My 2 year old is so mean to his father
AngelRho
Veteran
Joined: 4 Jan 2008
Age: 46
Gender: Male
Posts: 9,366
Location: The Landmass between N.O. and Mobile
So glad your child has a new bright spot at home. Best wishes!
IRT time outs: I don't view time outs or spankings as a magical answer for all behavioral issues with kids. And, of course, if you have an ASD kid you might as well forget about physical punishment. We chose to use physical punishment from an early age to establish some firm behavioral patterns. Fear of the pain of punishment is an effective motivator until children are mature enough to find intrinsic motivation for proper behavior. The risk comes from overuse. If kids figure out that physical punishment is quick and the are no further consequences, they might decide that poor choices get them what they want at a comparatively small risk. Loss of privilege is always worse than a spanking.
Time outs operate on the same basic principles as physical punishment, they just use a different mechanism. The driving mechanism of physical punishment is fear. No fear, no punishment. Once you stop being big, ugly, mean, scary, angry mom or dad, there's no point. In going there. Time outs, on the other hand, don't require you to be the wrathful, tyrannical overlord. For the child, though, they can be even more unpleasant than physical methods, simply because restricted freedom over the course of a few minutes seems to stretch out into eternity. That's why time outs seem to be more effective than spankings when they are consistently employed.
Where time outs break down is when they become battles of wills.
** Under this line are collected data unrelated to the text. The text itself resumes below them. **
// src/models/question.rs

use serde::{Deserialize, Deserializer, Serialize};
use serde_json::Value;

/// One multiple-choice question as produced by the model.
///
/// Every field is optional on input and loosely typed: model output is not
/// validated, so numbers and booleans are read as text, a missing key falls
/// back to an empty value and display code simply renders nothing for it.
#[derive(Debug, Clone, Default, PartialEq, Serialize, Deserialize)]
pub struct Question {
    /// Position in the quiz, `1..=N`. Zero when missing or not a number;
    /// extraction replaces that with the question's position.
    #[serde(default, deserialize_with = "lenient_id")]
    pub id: i64,

    #[serde(default, deserialize_with = "lenient_text")]
    pub question: String,

    /// Answer choices in display order. No fixed length.
    #[serde(default, deserialize_with = "lenient_options")]
    pub options: Vec<String>,

    /// Expected to equal one of `options`; not enforced.
    #[serde(default, deserialize_with = "lenient_text")]
    pub correct_answer: String,

    #[serde(default, deserialize_with = "lenient_optional_text", skip_serializing_if = "Option::is_none")]
    pub explanation: Option<String>,
}

/// Text form of a scalar JSON value. `None` for null, arrays and objects.
fn value_text(value: Value) -> Option<String> {
    match value {
        Value::String(s) => Some(s),
        Value::Number(n) => Some(n.to_string()),
        Value::Bool(b) => Some(b.to_string()),
        Value::Null | Value::Array(_) | Value::Object(_) => None,
    }
}

fn lenient_id<'de, D>(deserializer: D) -> Result<i64, D::Error>
where
    D: Deserializer<'de>,
{
    let id = match Value::deserialize(deserializer)? {
        Value::Number(n) => n
            .as_i64()
            .or_else(|| n.as_f64().filter(|f| f.fract() == 0.0).map(|f| f as i64)),
        Value::String(s) => s.trim().parse().ok(),
        _ => None,
    };
    Ok(id.unwrap_or_default())
}

fn lenient_text<'de, D>(deserializer: D) -> Result<String, D::Error>
where
    D: Deserializer<'de>,
{
    Ok(value_text(Value::deserialize(deserializer)?).unwrap_or_default())
}

fn lenient_optional_text<'de, D>(deserializer: D) -> Result<Option<String>, D::Error>
where
    D: Deserializer<'de>,
{
    Ok(value_text(Value::deserialize(deserializer)?))
}

fn lenient_options<'de, D>(deserializer: D) -> Result<Vec<String>, D::Error>
where
    D: Deserializer<'de>,
{
    let options = match Value::deserialize(deserializer)? {
        Value::Array(items) => items.into_iter().filter_map(value_text).collect(),
        other => value_text(other).into_iter().collect(),
    };
    Ok(options)
}

impl Question {
    /// Whether `answer` is the correct one. An unanswered question is never correct.
    pub fn is_answered_correctly(&self, answer: Option<&str>) -> bool {
        answer == Some(self.correct_answer.as_str())
    }
}

/// Body of a successful `POST /api/generate-questions`.
#[derive(Debug, Clone, Serialize, Deserialize)]
pub struct GenerateQuestionsResponse {
    pub questions: Vec<Question>,
}
// src/error.rs

use axum::{
    Json,
    extract::rejection::JsonRejection,
    http::StatusCode,
    response::{IntoResponse, Response},
};
use serde_json::json;
use std::fmt;

/// Message returned to callers for every failed generation.
/// The actual cause only goes to the server log.
pub const GENERATION_FAILED_MESSAGE: &str =
    "Failed to generate questions. Check the backend console for more details.";

/// Global Application Error Enum.
/// Centralizes error handling and mapping to HTTP responses.
#[derive(Debug)]
pub enum AppError {
    // 400 Bad Request (missing exam/topic, undecodable body)
    Validation(String),

    // 500, the model call failed, timed out or returned no text
    Upstream(String),

    // 500, the model reply held no usable JSON array
    MalformedResponse(String),

    // 500, the history blob could not be read or written
    Storage(String),
}

impl fmt::Display for AppError {
    fn fmt(&self, f: &mut fmt::Formatter<'_>) -> fmt::Result {
        match self {
            AppError::Validation(msg) => write!(f, "validation error: {}", msg),
            AppError::Upstream(msg) => write!(f, "upstream error: {}", msg),
            AppError::MalformedResponse(msg) => write!(f, "malformed model response: {}", msg),
            AppError::Storage(msg) => write!(f, "storage error: {}", msg),
        }
    }
}

impl std::error::Error for AppError {}

/// Implements `IntoResponse` for `AppError`.
/// Only validation messages cross the boundary; everything else is logged
/// and replaced by an opaque message.
impl IntoResponse for AppError {
    fn into_response(self) -> Response {
        let (status, error_message) = match self {
            AppError::Validation(msg) => (StatusCode::BAD_REQUEST, msg),
            AppError::Upstream(msg) => {
                tracing::error!("Model call failed: {}", msg);
                (
                    StatusCode::INTERNAL_SERVER_ERROR,
                    GENERATION_FAILED_MESSAGE.to_string(),
                )
            }
            AppError::MalformedResponse(msg) => {
                tracing::error!("Could not extract questions: {}", msg);
                (
                    StatusCode::INTERNAL_SERVER_ERROR,
                    GENERATION_FAILED_MESSAGE.to_string(),
                )
            }
            AppError::Storage(msg) => {
                tracing::error!("History storage failure: {}", msg);
                (
                    StatusCode::INTERNAL_SERVER_ERROR,
                    "Internal Server Error".to_string(),
                )
            }
        };
        let body = Json(json!({
            "error": error_message,
        }));

        (status, body).into_response()
    }
}

impl From<reqwest::Error> for AppError {
    fn from(err: reqwest::Error) -> Self {
        AppError::Upstream(err.to_string())
    }
}

impl From<std::io::Error> for AppError {
    fn from(err: std::io::Error) -> Self {
        AppError::Storage(err.to_string())
    }
}

impl From<serde_json::Error> for AppError {
    fn from(err: serde_json::Error) -> Self {
        AppError::MalformedResponse(err.to_string())
    }
}

/// Maps axum's JSON body rejections onto a 400 so every bad request body
/// answers with the same `{"error": ...}` shape.
impl From<JsonRejection> for AppError {
    fn from(rejection: JsonRejection) -> Self {
        AppError::Validation(rejection.body_text())
    }
}
// src/lib.rs

pub mod config;
pub mod error;
pub mod extract;
pub mod handlers;
pub mod history;
pub mod llm;
pub mod models;
pub mod prompt;
pub mod routes;
pub mod services;
pub mod session;
pub mod state;

// Re-export specific items for convenience if needed
pub use routes::create_router;
// src/services/quiz.rs

use std::sync::Arc;

use validator::Validate;

use crate::{
    error::AppError,
    extract::extract_questions,
    llm::TextGenerator,
    models::{question::Question, quiz_request::QuizRequest},
    prompt::PromptBuilder,
};

/// Request validation, prompt, model call and extraction in one place.
#[derive(Clone)]
pub struct QuizService {
    generator: Arc<dyn TextGenerator>,
    prompts: PromptBuilder,
}

impl QuizService {
    pub fn new(generator: Arc<dyn TextGenerator>) -> Self {
        Self {
            generator,
            prompts: PromptBuilder::default(),
        }
    }

    pub fn with_prompt_builder(mut self, prompts: PromptBuilder) -> Self {
        self.prompts = prompts;
        self
    }

    /// Generates a question list for `request`.
    ///
    /// * `Validation` when exam or topic is blank (the model is not called).
    /// * `Upstream` when the model call fails.
    /// * `MalformedResponse` when no question array can be recovered.
    pub async fn generate_questions(&self, request: &QuizRequest) -> Result<Vec<Question>, AppError> {
        request
            .validate()
            .map_err(|_| AppError::Validation("Exam and topic are required".to_string()))?;

        let prompt = self.prompts.build(request);
        let text = self.generator.generate(&prompt).await?;
        let questions = extract_questions(&text)?;

        tracing::info!(
            "Generated {} questions for exam {:?}, topic {:?}",
            questions.len(),
            request.exam,
            request.topic
        );

        Ok(questions)
    }
}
Physical punishment is overused a lot of times because it is so easy. Time outs have to "stick," and a lot of parents don't know how to make them stick. And it's really simple: You WILL sit in the naughty chair until the timer goes off. Get out of the naughty chair before and we start over. Now, when this stretches into an hours-long battle of wills, it's easy for a parent to just give up. Once a child learns that it is pointless to resist a brick wall of a parent, the child will figure out waiting five minutes in the naughty chair is easier than making life hell for everyone involved. It takes a LOT of time and effort on the part of the parent to make time outs work, but it can be well worth it for most parents who insist on it.
My 19 month old challenged me to something similar over bedtime while I played single dad and went to visit their grandmother. It took several tries, but once he figured out I was watching and would not allow him to play anymore, he broke out in tears until I came to put him back in bed. The older two know they can't beat me at this game! Consistency in battles of wills teaches kids that as an adult, you are ALWAYS stronger than they are. If they figure out they can beat you, then they always WILL beat you. We are adults. We don't HAVE to let that happen.
Of course, I'm not every parent, nor are my kids every kid. My opinions are based on all the psych and education courses I had to take as an undergrad, the experience I had in classroom management, and personal observation and experience dealing with my own children. I'm aware that each case is unique, and I'm only trying to offer what little bit of help I can.
AngelRho, that is the best description of time outs and spankings, I think that I have ever seen.
The only time we use punishment time-outs is when we know he has control, b/c otherwise we undermine the whole thing. It isn't that he never tests us. He is a kid. We just have so many meltdown triggers that more often than not he is acting out b/c he is truly upset and the control just is not there. We are still working on him to be able to recognize these things in advance so that he can avoid the meltdowns. With us the meltdown is the big driver of bad behavior.
When he was in school, he always won the test of wills, and they created a problem for themselves and us, b/c then he went back to testing me, again, after we had gotten him to stop with a lot of hard work. When you punish things that the child does not have (or does not recognize he has) the ability to control, he doesn't trust the punishment system, feels aggrieved and figures if he is going to be punished anyway, he might as well do something to deserve it. When he knows he deserved it, and if he doesn't deserve it, he won't get one, it works--if it is not a meltdown.